4th Annual NLI Design Institute

Design for Children IN Nature

Regardless of children’s abilities, nature has a positive impact on well-being and helps children acquire harmonious, healthy lifestyles. Well-being is achieved through a delicate balance between healthy human processes (psychological, physical, spiritual) and healthy environments (landscapes, weather, built environments, and the social circumstances of daily life).

Program

Being outdoors in carefully designed green environments can help maintain the healthy growth of children. Rich, natural settings support children’s unfolding potential in a fluid way so they enjoy every stage of development, building knowledge and wisdom at each level. Like a dynamic mirror, the environment presents the child with all life’s facets: birth, death, and metamorphosis. Cycles of life offer clear messages of hope and recovery. The endless richness of nature wraps children in colors, textures, tastes, fragrances, and movement; it encourages curiosity and motivates a passion for learning. The drama of meteorological phenomena (thunder, wind, rain) obliges humans of all ages to re-dimension their finite strength in relation to the power of nature (Cosco & Moore, 1999).

Think back to your childhood. It is likely some of your fondest memories are of being outdoors. Do you remember exploring, picking berries, playing with mud, building forts, climbing trees, fishing, and playing with water? Although research and personal experience tells us that being outdoors has a strong impact on healthy development, today’s children lack such opportunities. Progressive educators embraced this critical healthy development path long ago.

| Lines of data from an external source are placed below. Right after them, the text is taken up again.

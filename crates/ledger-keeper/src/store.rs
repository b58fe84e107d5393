//! Ordered key-value persistence.
//!
//! The keeper only needs get/set/has/delete and prefix iteration over byte
//! keys; [`MemStore`] provides that over a `BTreeMap`.

use parking_lot::RwLock;
use serde::de::DeserializeOwned;
use serde::Serialize;
use std::collections::BTreeMap;

use ledger_types::{LedgerError, LedgerResult};

/// Ordered byte-keyed store.
pub trait EntryStore: Send + Sync {
    fn get(&self, key: &[u8]) -> LedgerResult<Option<Vec<u8>>>;

    fn set(&self, key: &[u8], value: Vec<u8>) -> LedgerResult<()>;

    fn has(&self, key: &[u8]) -> LedgerResult<bool> {
        Ok(self.get(key)?.is_some())
    }

    fn delete(&self, key: &[u8]) -> LedgerResult<()>;

    /// All pairs whose key starts with `prefix`, in key order.
    fn iterate_prefix(&self, prefix: &[u8]) -> LedgerResult<Vec<(Vec<u8>, Vec<u8>)>>;
}

/// Read and decode a JSON value.
pub fn get_json<T: DeserializeOwned>(store: &dyn EntryStore, key: &[u8]) -> LedgerResult<Option<T>> {
    match store.get(key)? {
        Some(bytes) => serde_json::from_slice(&bytes)
            .map(Some)
            .map_err(|e| LedgerError::internal(format!("corrupt record: {}", e))),
        None => Ok(None),
    }
}

pub fn set_json<T: Serialize>(store: &dyn EntryStore, key: &[u8], value: &T) -> LedgerResult<()> {
    store.set(key, serde_json::to_vec(value)?)
}

/// Decode every value under a prefix.
pub fn scan_json<T: DeserializeOwned>(store: &dyn EntryStore, prefix: &[u8]) -> LedgerResult<Vec<(Vec<u8>, T)>> {
    store
        .iterate_prefix(prefix)?
        .into_iter()
        .map(|(k, v)| {
            serde_json::from_slice(&v)
                .map(|decoded| (k, decoded))
                .map_err(|e| LedgerError::internal(format!("corrupt record: {}", e)))
        })
        .collect()
}

/// In-memory ordered store.
#[derive(Default)]
pub struct MemStore {
    data: RwLock<BTreeMap<Vec<u8>, Vec<u8>>>,
}

impl MemStore {
    pub fn new() -> Self {
        Self::default()
    }

    /// Independent copy of the current contents.
    pub fn snapshot(&self) -> MemStore {
        MemStore {
            data: RwLock::new(self.data.read().clone()),
        }
    }

    /// Replace the contents with those of `other`.
    pub fn restore_from(&self, other: &MemStore) {
        let copy = other.data.read().clone();
        *self.data.write() = copy;
    }

    pub fn len(&self) -> usize {
        self.data.read().len()
    }

    pub fn is_empty(&self) -> bool {
        self.data.read().is_empty()
    }
}

impl EntryStore for MemStore {
    fn get(&self, key: &[u8]) -> LedgerResult<Option<Vec<u8>>> {
        Ok(self.data.read().get(key).cloned())
    }

    fn set(&self, key: &[u8], value: Vec<u8>) -> LedgerResult<()> {
        self.data.write().insert(key.to_vec(), value);
        Ok(())
    }

    fn has(&self, key: &[u8]) -> LedgerResult<bool> {
        Ok(self.data.read().contains_key(key))
    }

    fn delete(&self, key: &[u8]) -> LedgerResult<()> {
        self.data.write().remove(key);
        Ok(())
    }

    fn iterate_prefix(&self, prefix: &[u8]) -> LedgerResult<Vec<(Vec<u8>, Vec<u8>)>> {
        let data = self.data.read();
        Ok(data
            .range(prefix.to_vec()..)
            .take_while(|(k, _)| k.starts_with(prefix))
            .map(|(k, v)| (k.clone(), v.clone()))
            .collect())
    }
}
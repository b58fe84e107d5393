//! Stateless validation of ledger records.

use crate::amount::Amount;
use crate::chunk::LedgerToEntries;
use crate::error::{LedgerError, LedgerResult};
use crate::model::{
    BucketBalance, Ledger, LedgerBucketAmount, LedgerClass, LedgerClassType, LedgerEntry, LedgerKey,
};

pub const MAX_LEN_KEY_ID: usize = 128;
pub const MAX_LEN_LEDGER_CLASS_ID: usize = 50;
pub const MAX_LEN_CORRELATION_ID: usize = 50;
pub const MAX_LEN_CODE: usize = 50;
pub const MAX_LEN_DESCRIPTION: usize = 100;
pub const MAX_LEN_DENOM: usize = 128;
pub const MAX_LEN_ADDRESS: usize = 256;

/// Exclusive upper bound on entry sequence numbers, applied on every path.
pub const MAX_ENTRY_SEQUENCE: u32 = 299;

/// Interest rates are scaled so that 100_000_000 is 100%.
pub const MAX_INTEREST_RATE: i32 = 100_000_000;

fn len_check(field: &str, value: &str, min: usize, max: usize) -> LedgerResult<()> {
    let len = value.chars().count();
    if len < min || len > max {
        if min == max {
            return Err(LedgerError::invalid_field(
                field,
                format!("must be exactly {} characters", min),
            ));
        }
        return Err(LedgerError::invalid_field(
            field,
            format!("must be between {} and {} characters", min, max),
        ));
    }
    Ok(())
}

fn no_null_byte(field: &str, value: &str) -> LedgerResult<()> {
    if value.contains('\0') {
        return Err(LedgerError::invalid_field(field, "must not contain a null byte"));
    }
    Ok(())
}

fn alnum_dash(field: &str, value: &str) -> LedgerResult<()> {
    if !value.chars().all(|c| c.is_ascii_alphanumeric() || c == '-') {
        return Err(LedgerError::invalid_field(
            field,
            "must only contain alphanumeric and dashes",
        ));
    }
    Ok(())
}

pub fn validate_sequence(sequence: u32) -> LedgerResult<()> {
    if sequence >= MAX_ENTRY_SEQUENCE {
        return Err(LedgerError::invalid_field(
            "sequence",
            format!("must be less than {}", MAX_ENTRY_SEQUENCE),
        ));
    }
    Ok(())
}

/// `total_amt` must equal the absolute value of the applied amounts' sum.
pub fn validate_entry_amounts(total: Amount, applied: &[LedgerBucketAmount]) -> LedgerResult<()> {
    let sum = applied
        .iter()
        .try_fold(Amount::ZERO, |acc, a| acc.checked_add(a.applied_amt))
        .ok_or_else(|| LedgerError::invalid_field("applied_amounts", "sum overflows"))?;
    if sum.abs() != total {
        return Err(LedgerError::invalid_field(
            "total_amt",
            format!(
                "must equal abs(sum of applied amounts): total {} != abs({})",
                total, sum
            ),
        ));
    }
    Ok(())
}

/// Checks used by the balance-correction path.
pub fn validate_ledger_entry_amounts(
    total: Amount,
    applied: &[LedgerBucketAmount],
    balances: &[BucketBalance],
) -> LedgerResult<()> {
    if total.is_negative() {
        return Err(LedgerError::invalid_field(
            "total_amt",
            "must be a non-negative integer",
        ));
    }
    for (i, a) in applied.iter().enumerate() {
        a.validate()
            .map_err(|e| e.within(&format!("applied_amounts[{}]", i)))?;
    }
    for (i, b) in balances.iter().enumerate() {
        b.validate()
            .map_err(|e| e.within(&format!("balance_amounts[{}]", i)))?;
    }
    validate_entry_amounts(total, applied)
}

impl LedgerKey {
    pub fn validate(&self) -> LedgerResult<()> {
        no_null_byte("nft_id", &self.nft_id)?;
        len_check("nft_id", &self.nft_id, 1, MAX_LEN_KEY_ID)?;
        len_check("asset_class_id", &self.asset_class_id, 1, MAX_LEN_KEY_ID)?;
        no_null_byte("asset_class_id", &self.asset_class_id)?;
        Ok(())
    }
}

impl Ledger {
    pub fn validate(&self) -> LedgerResult<()> {
        let key = self.key.as_ref().ok_or_else(|| LedgerError::missing_field("key"))?;
        key.validate()?;
        len_check("ledger_class_id", &self.ledger_class_id, 1, MAX_LEN_LEDGER_CLASS_ID)?;
        if self.status_type_id <= 0 {
            return Err(LedgerError::invalid_field(
                "status_type_id",
                "must be a positive integer",
            ));
        }
        if self.next_pmt_date < 0 {
            return Err(LedgerError::invalid_field(
                "next_pmt_date",
                "must be after 1970-01-01",
            ));
        }
        if self.next_pmt_amt.is_negative() {
            return Err(LedgerError::invalid_field(
                "next_pmt_amt",
                "must be a non-negative integer",
            ));
        }
        if !(0..=MAX_INTEREST_RATE).contains(&self.interest_rate) {
            return Err(LedgerError::invalid_field(
                "interest_rate",
                format!("must be between 0 and {}", MAX_INTEREST_RATE),
            ));
        }
        if self.maturity_date < 0 {
            return Err(LedgerError::invalid_field(
                "maturity_date",
                "must be after 1970-01-01",
            ));
        }
        Ok(())
    }
}

impl LedgerEntry {
    pub fn validate(&self) -> LedgerResult<()> {
        len_check("correlation_id", &self.correlation_id, 1, MAX_LEN_CORRELATION_ID)?;
        if !self.reverses_correlation_id.is_empty() {
            len_check(
                "reverses_correlation_id",
                &self.reverses_correlation_id,
                1,
                MAX_LEN_CORRELATION_ID,
            )?;
        }
        validate_sequence(self.sequence)?;
        if self.entry_type_id <= 0 {
            return Err(LedgerError::invalid_field(
                "entry_type_id",
                "must be a positive integer",
            ));
        }
        if self.posted_date <= 0 {
            return Err(LedgerError::invalid_field("posted_date", "must be a valid integer"));
        }
        if self.effective_date <= 0 {
            return Err(LedgerError::invalid_field(
                "effective_date",
                "must be a valid integer",
            ));
        }
        if self.total_amt.is_negative() {
            return Err(LedgerError::invalid_field(
                "total_amt",
                "must be a non-negative integer",
            ));
        }
        if !self.total_amt.is_zero() && self.applied_amounts.is_empty() {
            return Err(LedgerError::invalid_field("applied_amounts", "cannot be empty"));
        }
        validate_ledger_entry_amounts(self.total_amt, &self.applied_amounts, &self.balance_amounts)
    }
}

impl LedgerBucketAmount {
    pub fn validate(&self) -> LedgerResult<()> {
        if self.bucket_type_id <= 0 {
            return Err(LedgerError::invalid_field(
                "bucket_type_id",
                "must be a positive integer",
            ));
        }
        Ok(())
    }
}

impl BucketBalance {
    pub fn validate(&self) -> LedgerResult<()> {
        if self.bucket_type_id <= 0 {
            return Err(LedgerError::invalid_field(
                "bucket_type_id",
                "must be a positive integer",
            ));
        }
        Ok(())
    }
}

impl LedgerClass {
    pub fn validate(&self) -> LedgerResult<()> {
        len_check("ledger_class_id", &self.ledger_class_id, 1, MAX_LEN_LEDGER_CLASS_ID)?;
        alnum_dash("ledger_class_id", &self.ledger_class_id)?;
        len_check("asset_class_id", &self.asset_class_id, 1, MAX_LEN_KEY_ID)?;
        alnum_dash("asset_class_id", &self.asset_class_id)?;
        len_check("denom", &self.denom, 3, MAX_LEN_DENOM)?;
        let mut chars = self.denom.chars();
        let valid_denom = chars.next().is_some_and(|c| c.is_ascii_alphabetic())
            && chars.all(|c| c.is_ascii_alphanumeric() || c == '/');
        if !valid_denom {
            return Err(LedgerError::invalid_field(
                "denom",
                "must be a valid coin denomination",
            ));
        }
        len_check("maintainer_address", &self.maintainer_address, 1, MAX_LEN_ADDRESS)?;
        Ok(())
    }
}

impl LedgerClassType {
    pub fn validate(&self) -> LedgerResult<()> {
        if self.id < 0 {
            return Err(LedgerError::invalid_field("id", "must be a non-negative integer"));
        }
        len_check("code", &self.code, 1, MAX_LEN_CODE)?;
        len_check("description", &self.description, 1, MAX_LEN_DESCRIPTION)?;
        Ok(())
    }
}

impl LedgerToEntries {
    /// Full validation of a record before it is applied: the key, the ledger
    /// (whose key must match the record's when given) and every entry.
    pub fn validate(&self) -> LedgerResult<()> {
        self.ledger_key
            .validate()
            .map_err(|e| e.within("ledger_key"))?;
        if let Some(ledger) = &self.ledger {
            if let Some(key) = &ledger.key {
                if key != &self.ledger_key {
                    return Err(LedgerError::invalid_field(
                        "ledger_key, ledger.key",
                        "must be the same value",
                    ));
                }
            }
            let mut ledger = ledger.clone();
            ledger.key = Some(self.ledger_key.clone());
            ledger.validate().map_err(|e| e.within("ledger"))?;
        }
        for (i, entry) in self.entries.iter().enumerate() {
            entry
                .validate()
                .map_err(|e| e.within(&format!("entries[{}]", i)))?;
        }
        Ok(())
    }
}

#[cfg(test)]
mod tests {
    use super::*;

    fn valid_entry() -> LedgerEntry {
        LedgerEntry {
            correlation_id: "corr-1".to_string(),
            sequence: 1,
            entry_type_id: 1,
            posted_date: 19000,
            effective_date: 19000,
            total_amt: Amount::new(150),
            applied_amounts: vec![
                LedgerBucketAmount {
                    bucket_type_id: 1,
                    applied_amt: Amount::new(-100),
                },
                LedgerBucketAmount {
                    bucket_type_id: 2,
                    applied_amt: Amount::new(-50),
                },
            ],
            balance_amounts: vec![BucketBalance::new(1, 900i64)],
            ..Default::default()
        }
    }

    fn valid_ledger() -> Ledger {
        Ledger {
            key: Some(LedgerKey::new("asset-1", "nft-1")),
            ledger_class_id: "class-1".to_string(),
            status_type_id: 1,
            ..Default::default()
        }
    }

    #[test]
    fn test_ledger_key_rules() {
        assert!(LedgerKey::new("asset", "nft").validate().is_ok());
        assert!(matches!(
            LedgerKey::new("asset", "").validate(),
            Err(LedgerError::InvalidField { field, .. }) if field == "nft_id"
        ));
        assert!(LedgerKey::new("", "nft").validate().is_err());
        assert!(LedgerKey::new("asset", "n\0ft").validate().is_err());
        assert!(LedgerKey::new("a".repeat(129), "nft").validate().is_err());
        assert!(LedgerKey::new("a".repeat(128), "nft").validate().is_ok());
    }

    #[test]
    fn test_entry_amount_invariant() {
        assert!(valid_entry().validate().is_ok());

        let mut e = valid_entry();
        e.total_amt = Amount::new(149);
        assert!(matches!(
            e.validate(),
            Err(LedgerError::InvalidField { field, .. }) if field == "total_amt"
        ));

        let mut e = valid_entry();
        e.applied_amounts.clear();
        assert!(e.validate().is_err());

        let mut e = valid_entry();
        e.total_amt = Amount::ZERO;
        e.applied_amounts.clear();
        assert!(e.validate().is_ok());
    }

    #[test]
    fn test_entry_field_rules() {
        let mut e = valid_entry();
        e.sequence = MAX_ENTRY_SEQUENCE;
        assert!(e.validate().is_err());
        e.sequence = MAX_ENTRY_SEQUENCE - 1;
        assert!(e.validate().is_ok());

        let mut e = valid_entry();
        e.correlation_id = "x".repeat(51);
        assert!(e.validate().is_err());

        let mut e = valid_entry();
        e.entry_type_id = 0;
        assert!(e.validate().is_err());

        let mut e = valid_entry();
        e.effective_date = 0;
        assert!(e.validate().is_err());

        let mut e = valid_entry();
        e.balance_amounts.push(BucketBalance::new(0, 1i64));
        assert!(matches!(
            e.validate(),
            Err(LedgerError::InvalidField { field, .. }) if field == "balance_amounts[1].bucket_type_id"
        ));
    }

    #[test]
    fn test_ledger_rules() {
        assert!(valid_ledger().validate().is_ok());

        let mut l = valid_ledger();
        l.key = None;
        assert_eq!(l.validate(), Err(LedgerError::missing_field("key")));

        let mut l = valid_ledger();
        l.status_type_id = 0;
        assert!(l.validate().is_err());

        let mut l = valid_ledger();
        l.interest_rate = MAX_INTEREST_RATE + 1;
        assert!(l.validate().is_err());

        let mut l = valid_ledger();
        l.next_pmt_amt = Amount::new(-1);
        assert!(l.validate().is_err());
    }

    #[test]
    fn test_record_key_mismatch() {
        let record = LedgerToEntries::new(
            LedgerKey::new("asset-1", "nft-2"),
            Some(valid_ledger()),
            vec![valid_entry()],
        );
        assert!(matches!(
            record.validate(),
            Err(LedgerError::InvalidField { field, .. }) if field == "ledger_key, ledger.key"
        ));

        let mut ledger = valid_ledger();
        ledger.key = None;
        let record = LedgerToEntries::new(
            LedgerKey::new("asset-1", "nft-2"),
            Some(ledger),
            vec![valid_entry()],
        );
        assert!(record.validate().is_ok());
    }

    #[test]
    fn test_ledger_class_rules() {
        let class = LedgerClass {
            ledger_class_id: "class-1".to_string(),
            asset_class_id: "asset-1".to_string(),
            denom: "nhash".to_string(),
            maintainer_address: "maintainer".to_string(),
        };
        assert!(class.validate().is_ok());

        let mut bad = class.clone();
        bad.ledger_class_id = "class_1".to_string();
        assert!(bad.validate().is_err());

        let mut bad = class;
        bad.denom = "1abc".to_string();
        assert!(bad.validate().is_err());
    }
}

This Symposium featured presentations, discussions, and an interactive design workshop. Participants visited model outdoor environments for play, learning, and healthy living at a Montessori School, a Waldorf School, a childcare center working with Reggio Emilia principles, and a universally-designed community park. We built on the well-documented positive effect of nature on children’s behavior, to demonstrate how environments designed for daily contact with nature support early and middle childhood learning and active lifestyles. We explored the design of environments for children and their families from the first year of life (welcome to planet Earth!) to pre-adolescence in formal settings such as schools and childcare centers, non-formal settings such as children’s museums, botanical gardens, and zoos, and informal settings such as residential areas, neighborhood parks, playgrounds, and vacant lots. Our goal is to raise awareness about the role of designed natural environments for healthy child development and providing information and tools for creating them. Participants will include architects, landscape architects, designers, public health professionals, childcare providers, educators, extension agents, master gardeners, parks and recreation professionals, horticultural therapists, and other individuals interested in creating natural environments for children to improve their quality of life.

 

Speakers

David Kahn, Executive Director NAMTA. The child in nature: A developmental perspective from early childhood through adolescence.

Jim Greenman, Senior Vice President for Education, Bright Horizons Family Solutions. The role of childcare design to ensure daily outdoor play.

Andrea Faber-Taylor, Child Environment & Behavior Researcher and Co-Director of the Landscape and Human Health Laboratory, University of Illinois at Urbana-Champaign. Healthy development by design: Evidence of the benefits of nearby nature.

Lori Little, Bright Horizons Family Solutions (BHFS). Close with nature: The impact of design for integrating Reggio Emilia perspectives in a natural outdoor environment.

Betsy Thigpen, Training and Technical Assistance Services, Western Kentucky University. Why we are here.

Dr. Karen DeBord, Dr. Linda Hestenes, Dr. Nilda Cosco, Robin Moore, and Janet McGinnis, Measuring outdoor quality with POEMS—The Preschool Outdoor Environment Measurement Scale.

Nilda Cosco, the Natural Learning Initiative, College of Design, NC State University. Evidence to support the design of rich environments for children.

Robin Moore, the Natural Learning Initiative, College of Design, NC State University. Designing-IN nature in middle-childhood settings.